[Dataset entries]
★ ★ ★ ★

// © 2022-2024 Jacob Riddle (ElementalAlchemist)
//
// This Source Code Form is subject to the terms of the Mozilla Public
// License, v. 2.0. If a copy of the MPL was not distributed with this
// file, You can obtain one at https://mozilla.org/MPL/2.0/.

use crate::messages::user_register::RegistrationResponse;

pub const PASSWORD_MISMATCH_MESSAGE: &str = "The password and confirm password must be the same.";
pub const USER_CREATED_MESSAGE: &str = "The user has been created, verify the email confirmation.";

/// The kind of outcome a notice communicates, which drives how it's styled
#[derive(Clone, Copy, Debug, Default, Eq, PartialEq)]
pub enum NoticeCategory {
	Success,
	Alert,
	Error,
	#[default]
	Invisible,
}

impl NoticeCategory {
	pub fn css_class(self) -> &'static str {
		match self {
			Self::Success => "success",
			Self::Alert => "alert",
			Self::Error => "error",
			Self::Invisible => "invisible",
		}
	}
}

/// The page-level status banner
#[derive(Clone, Debug, Default, Eq, PartialEq)]
pub struct Notice {
	pub category: NoticeCategory,
	pub heading: String,
	pub message: String,
}

impl Notice {
	pub fn new(category: NoticeCategory, heading: impl Into<String>, message: impl Into<String>) -> Self {
		Self {
			category,
			heading: heading.into(),
			message: message.into(),
		}
	}

	pub fn cleared() -> Self {
		Self::default()
	}

	pub fn password_mismatch() -> Self {
		Self::new(NoticeCategory::Alert, "Warning", PASSWORD_MISMATCH_MESSAGE)
	}

	pub fn user_created() -> Self {
		Self::new(NoticeCategory::Success, "Success", USER_CREATED_MESSAGE)
	}

	pub fn unauthorized(error: &str) -> Self {
		Self::new(NoticeCategory::Error, "Error", error)
	}

	/// Gets the notice to show for a server response, if that response has any visible feedback.
	pub fn for_response(response: &RegistrationResponse) -> Option<Self> {
		match response {
			RegistrationResponse::Created => Some(Self::user_created()),
			RegistrationResponse::Unauthorized { error: Some(error) } => Some(Self::unauthorized(error)),
			RegistrationResponse::Unauthorized { error: None } | RegistrationResponse::Other { .. } => None,
		}
	}
}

★ ★ ★ ★

The records above should be printed in full, exactly as they appear.

// © 2022-2024 Jacob Riddle (ElementalAlchemist)
//
// This Source Code Form is subject to the terms of the Mozilla Public
// License, v. 2.0. If a copy of the MPL was not distributed with this
// file, You can obtain one at https://mozilla.org/MPL/2.0/.

use crate::messages::user_register::RegistrationResponse;

pub const PASSWORD_MISMATCH_MESSAGE: &str = "The password and confirm password must be the same.";
pub const USER_CREATED_MESSAGE: &str = "The user has been created, verify the email confirmation.";

/// The kind of outcome a notice communicates, which drives how it's styled
#[derive(Clone, Copy, Debug, Default, Eq, PartialEq)]
pub enum NoticeCategory {
	Success,
	Alert,
	Error,
	#[default]
	Invisible,
}

impl NoticeCategory {
	pub fn css_class(self) -> &'static str {
		match self {
			Self::Success => "success",
			Self::Alert => "alert",
			Self::Error => "error",
			Self::Invisible => "invisible",
		}
	}
}

/// The page-level status banner
#[derive(Clone, Debug, Default, Eq, PartialEq)]
pub struct Notice {
	pub category: NoticeCategory,
	pub heading: String,
	pub message: String,
}

impl Notice {
	pub fn new(category: NoticeCategory, heading: impl Into<String>, message: impl Into<String>) -> Self {
		Self {
			category,
			heading: heading.into(),
			message: message.into(),
		}
	}

	pub fn cleared() -> Self {
		Self::default()
	}

	pub fn password_mismatch() -> Self {
		Self::new(NoticeCategory::Alert, "Warning", PASSWORD_MISMATCH_MESSAGE)
	}

	pub fn user_created() -> Self {
		Self::new(NoticeCategory::Success, "Success", USER_CREATED_MESSAGE)
	}

	pub fn unauthorized(error: &str) -> Self {
		Self::new(NoticeCategory::Error, "Error", error)
	}

	/// Gets the notice to show for a server response, if that response has any visible feedback.
	pub fn for_response(response: &RegistrationResponse) -> Option<Self> {
		match response {
			RegistrationResponse::Created => Some(Self::user_created()),
			RegistrationResponse::Unauthorized { error: Some(error) } => Some(Self::unauthorized(error)),
			RegistrationResponse::Unauthorized { error: None } | RegistrationResponse::Other { .. } => None,
		}
	}
}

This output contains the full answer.